Carsten Holler Karussell/Carousel
Carsten Holler Karussell/Carousel

SHOULD CARSTEN HÖLLER SHOVE HIS MOTHER DOWN A FIVE-STOREY SLIDE? We’re sitting in his house, just outside Stockholm, and the forty-five-year-old German is thinking about it. Maybe seriously. He’s certain, he concludes, that it would be better to drop his mother rather than his daughter down the chute. Fine; but would he actually go ahead and give his progenitor the push? “Possibly,” he says from behind a wicked grin. Perhaps it’s no surprise, after that, to discover that Höller is happy to admit that there is something “devilish” about his art.

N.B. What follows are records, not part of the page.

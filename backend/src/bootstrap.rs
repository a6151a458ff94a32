//! Startup creation of the first admin account.

use thiserror::Error;
use tracing::info;

use crate::domain::ports::UserAccountCommand;
use crate::domain::{
    DisplayName, EmailAddress, Error, NewPassword, PasswordPolicyError, UserValidationError,
};
use crate::settings::AppSettings;

/// Errors returned while bootstrapping the admin account.
#[derive(Debug, Error)]
pub enum BootstrapError {
    /// Only one of email and password was configured.
    #[error("bootstrap admin needs both HELPDESK_BOOTSTRAP_ADMIN_EMAIL and a password")]
    Incomplete,
    /// Email or name failed validation.
    #[error("invalid bootstrap admin: {0}")]
    InvalidAccount(#[from] UserValidationError),
    /// Password does not satisfy the policy.
    #[error("invalid bootstrap admin password: {0}")]
    WeakPassword(#[from] PasswordPolicyError),
    /// The account store rejected the write.
    #[error("bootstrap admin could not be stored: {0}")]
    Store(#[from] Error),
}

/// Create the configured admin unless that email is already registered.
///
/// Returns `Ok(false)` when bootstrapping is not configured or the account
/// already exists.
///
/// # Errors
/// Returns [`BootstrapError`] when the configuration is partial or invalid,
/// or when the store fails.
pub async fn bootstrap_admin(
    settings: &AppSettings,
    accounts: &dyn UserAccountCommand,
) -> Result<bool, BootstrapError> {
    let (email, password) = match (
        settings.bootstrap_admin_email.as_deref(),
        settings.bootstrap_admin_password.as_deref(),
    ) {
        (None, None) => {
            info!(reason = "not configured", "admin bootstrap skipped");
            return Ok(false);
        }
        (Some(email), Some(password)) => (email, password),
        _ => return Err(BootstrapError::Incomplete),
    };

    let email = EmailAddress::new(email)?;
    let password = NewPassword::new(password)?;
    let name = DisplayName::new(settings.bootstrap_admin_name())?;
    let created = accounts.ensure_admin(email.clone(), password, name).await?;
    if created {
        info!(email = %email, "bootstrap admin created");
    } else {
        info!(email = %email, "bootstrap admin already present");
    }
    Ok(created)
}
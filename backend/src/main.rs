//! Helpdesk server entry-point: loads settings, wires stores, bootstraps the
//! admin account and serves the REST API.

mod server;

use actix_web::web;
use mockable::DefaultEnv;
use ortho_config::OrthoConfig;
use tracing::{info, warn};
use tracing_subscriber::{EnvFilter, fmt};

use helpdesk::bootstrap::bootstrap_admin;
use helpdesk::inbound::http::health::HealthState;
use helpdesk::inbound::http::session_config::{BuildMode, session_settings_from_env};
use helpdesk::outbound::persistence::{DbPool, PoolConfig};
use helpdesk::settings::AppSettings;
#[cfg(feature = "metrics")]
use server::initialize_metrics;
use server::{ServerConfig, build_http_state, create_server};

/// Application bootstrap.
#[actix_web::main]
async fn main() -> std::io::Result<()> {
    if let Err(e) = fmt()
        .with_env_filter(EnvFilter::from_default_env())
        .json()
        .try_init()
    {
        warn!(error = %e, "tracing init failed");
    }

    let settings = AppSettings::load().map_err(|e| std::io::Error::other(e.to_string()))?;
    let env = DefaultEnv::new();
    let session = session_settings_from_env(&env, BuildMode::from_debug_assertions())
        .map_err(std::io::Error::other)?;

    let mut config = ServerConfig::new(session, settings.bind_addr());
    if let Some(url) = settings.database_url() {
        let pool = DbPool::new(
            PoolConfig::new(url).with_max_size(settings.db_max_connections()),
        )
        .await
        .map_err(std::io::Error::other)?;
        config = config.with_db_pool(pool);
    }
    #[cfg(feature = "metrics")]
    let config = config.with_metrics(initialize_metrics());

    let http_state = build_http_state(config.db_pool.as_ref());
    bootstrap_admin(&settings, http_state.accounts.as_ref())
        .await
        .map_err(std::io::Error::other)?;

    let (host, port) = settings.bind_addr();
    let health_state = web::Data::new(HealthState::new());
    let server = create_server(health_state, http_state, config)?;
    info!(%host, port, "helpdesk listening");
    server.await
}
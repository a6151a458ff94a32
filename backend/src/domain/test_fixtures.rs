//! Shared builders for domain unit tests.

use chrono::{DateTime, TimeZone, Utc};

use super::{
    Caller, Department, DeviceId, DisplayName, EmailAddress, Location, NewTicket, Priority, Role,
    Ticket, TicketDescription, TicketDraft, TicketId, TicketStatus, TicketTitle, User, UserDraft,
    UserId,
};

pub(crate) fn at(hour: u32) -> DateTime<Utc> {
    Utc.with_ymd_and_hms(2024, 5, 1, hour, 0, 0)
        .single()
        .expect("valid fixture timestamp")
}

pub(crate) fn caller(role: Role) -> Caller {
    Caller::new(UserId::random(), role)
}

pub(crate) fn user_with(id: &UserId, role: Role) -> User {
    let department = match role {
        Role::Coordinator => Some(Department::Cse),
        Role::Technician | Role::Admin => None,
    };
    User::try_new(UserDraft {
        id: id.clone(),
        email: EmailAddress::new(format!("{}@example.edu", id.as_uuid().simple()))
            .expect("fixture email"),
        name: DisplayName::new(format!("{role} user")).expect("fixture name"),
        role,
        department,
        image: None,
        created_at: at(8),
        updated_at: at(8),
    })
    .expect("fixture user")
}

pub(crate) fn new_ticket() -> NewTicket {
    NewTicket {
        title: TicketTitle::new("Projector broken").expect("title"),
        description: TicketDescription::new("Lamp does not turn on").expect("description"),
        department: Department::Cse,
        location: Location::new("Lab 3").expect("location"),
        device_id: DeviceId::new("PRJ-0042").expect("device id"),
        priority: None,
    }
}

pub(crate) fn open_ticket(coordinator: &UserId) -> Ticket {
    Ticket::restore(TicketDraft {
        id: TicketId::random(),
        title: TicketTitle::new("Projector broken").expect("title"),
        description: TicketDescription::new("Lamp does not turn on").expect("description"),
        department: Department::Cse,
        location: Location::new("Lab 3").expect("location"),
        device_id: DeviceId::new("PRJ-0042").expect("device id"),
        priority: Priority::Medium,
        status: TicketStatus::Open,
        coordinator_id: coordinator.clone(),
        technician_id: None,
        created_at: at(9),
        updated_at: at(9),
        assigned_at: None,
        resolved_at: None,
        remarks: None,
    })
    .expect("fixture open ticket")
}

pub(crate) fn in_progress_ticket(coordinator: &UserId, technician: &UserId) -> Ticket {
    let mut draft = open_ticket(coordinator).into_draft();
    draft.status = TicketStatus::InProgress;
    draft.technician_id = Some(technician.clone());
    draft.assigned_at = Some(at(10));
    draft.updated_at = at(10);
    Ticket::restore(draft).expect("fixture in-progress ticket")
}

pub(crate) fn closed_ticket(coordinator: &UserId, technician: &UserId) -> Ticket {
    let mut draft = in_progress_ticket(coordinator, technician).into_draft();
    draft.status = TicketStatus::Closed;
    draft.resolved_at = Some(at(11));
    draft.updated_at = at(11);
    Ticket::restore(draft).expect("fixture closed ticket")
}
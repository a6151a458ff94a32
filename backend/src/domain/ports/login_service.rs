//! Driving port for login/authentication use-cases.
//!
//! Inbound adapters call it to authenticate credentials without knowing the
//! backing identity store or hashing scheme.

use async_trait::async_trait;

use crate::domain::{Error, LoginCredentials, User};

/// Domain use-case port for authentication.
#[cfg_attr(test, mockall::automock)]
#[async_trait]
pub trait LoginService: Send + Sync {
    /// Validate credentials and return the authenticated user.
    ///
    /// Unknown emails and wrong passwords fail with the same `unauthorized`
    /// error.
    async fn authenticate(&self, credentials: &LoginCredentials) -> Result<User, Error>;
}
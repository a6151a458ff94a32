//! Port abstraction for user persistence adapters and their errors.
use async_trait::async_trait;
use chrono::{DateTime, Utc};

use crate::domain::{DisplayName, ProfileImage, Role, User, UserId, UserSummary};

use super::{PasswordHash, define_port_error};

define_port_error! {
    /// Persistence errors raised by user repository adapters.
    pub enum UserPersistenceError {
        /// Repository connection could not be established.
        Connection { message: String } => "user repository connection failed: {message}",
        /// Query or mutation failed during execution.
        Query { message: String } => "user repository query failed: {message}",
        /// Another account already uses the email address.
        DuplicateEmail { email: String } => "email already registered: {email}",
    }
}

/// A user together with the stored password hash, used only for login.
#[derive(Debug, Clone)]
pub struct StoredCredentials {
    pub user: User,
    pub password_hash: PasswordHash,
}

/// Fields a profile update replaces. `None` leaves the stored value alone.
#[derive(Debug, Clone)]
pub struct ProfileChanges {
    pub name: Option<DisplayName>,
    pub image: Option<ProfileImage>,
    pub password_hash: Option<PasswordHash>,
    pub updated_at: DateTime<Utc>,
}

#[cfg_attr(test, mockall::automock)]
#[async_trait]
pub trait UserRepository: Send + Sync {
    /// Insert a new account. Fails with `DuplicateEmail` when the email is taken.
    async fn insert(
        &self,
        user: &User,
        password_hash: &PasswordHash,
    ) -> Result<(), UserPersistenceError>;

    /// Fetch a user by identifier.
    async fn find_by_id(&self, id: &UserId) -> Result<Option<User>, UserPersistenceError>;

    /// Fetch the account and hash for a normalised email.
    async fn find_credentials_by_email(
        &self,
        email: &str,
    ) -> Result<Option<StoredCredentials>, UserPersistenceError>;

    /// All users holding `role`, ordered by name.
    async fn list_by_role(&self, role: Role) -> Result<Vec<User>, UserPersistenceError>;

    /// Summaries for the given ids. Unknown ids are skipped.
    async fn find_summaries(
        &self,
        ids: &[UserId],
    ) -> Result<Vec<UserSummary>, UserPersistenceError>;

    /// Apply `changes` and return the updated user, or `None` when the id is unknown.
    async fn update_profile(
        &self,
        id: &UserId,
        changes: &ProfileChanges,
    ) -> Result<Option<User>, UserPersistenceError>;
}
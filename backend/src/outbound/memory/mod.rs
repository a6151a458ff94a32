//! In-process store adapters.
//!
//! Used when no database URL is configured and by HTTP and scenario tests.
//! Each store keeps its rows behind one mutex, so a conditional write checks
//! and updates under the same guard.

mod ticket_repository;
mod user_repository;

pub use ticket_repository::InMemoryTicketRepository;
pub use user_repository::InMemoryUserRepository;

Perhaps, in fact, it’s so obvious that there’s no need for him to make such an admission at all. His exhibitions from the early 1990s included Killing Children (featuring a range of devices, among them a child’s bicycle rigged up to a jerry can full of petrol that ignites when the juvenile victim starts pedalling), and works like the Pealove Room (1993; a room containing two sex harnesses, a phial of PEA – phenylethylamine, an amphetamine-like chemical (famously found in chocolate) reputed to induce feelings of love – and a syringe). But Höller’s devilishness has also taken far subtler forms. He operates under a number of more or less transparent pseudonyms (“only for the dirty work,” he emphasises; “I always put my name to the real work”), among them Baldo Hauser, “an ideal writer who says the things I want to be said but don’t really mean” (Hauser’s descriptions of Höller’s works were included in the press releases for a 2004 show at New York’s Casey Kaplan gallery, for example), and Karsten Höller, a complex, idealised mirror image of the artist himself. More recent works, such as Amusement Park (2006), a collection of five large funfair rides (Gravitrons, Twisters, etc.) that is currently on show at MASS MoCA, have fused the subtle and the dramatic. Gaily decorated (in the colours of, um… fun) and luridly illuminated in classic carnivalesque fashion, the machines look as ordinary as such rides ever get. Except each has been set to operate at a barely perceptible speed. The idea is that they should serve to confound and disorientate viewers, that they should “throw you off balance” as Höller puts it, but by operating on the audience’s minds rather than – as is the norm with such devices – its bodies. “You see it [moving ever so slowly] out of the corner of your eye,” the artist says, “and after a while the room is almost stretching, not really having a shape anymore”.

What with the pseudonyms and the bewilderingly wide range of media in which Höller operates (other ingredients have included videos, cars, houses, pigs, chickens, lights, giant rotating mushrooms, lederhosen, mirrors and plastic seagulls) you often feel that similar distortions will mar any attempt to give a coherent shape to his oeuvre. “I really don’t like the idea of having a brand,” he says, barely concealing his enjoyment of the difficulties faced by anyone who tries to summarise his work. “I think my brand is kind of unpredictable. I think that’s a more interesting strategy, if you want to call it that.”

“I think my brand is kind of unpredictable. I think that’s a more interesting strategy, if you want to call it that.”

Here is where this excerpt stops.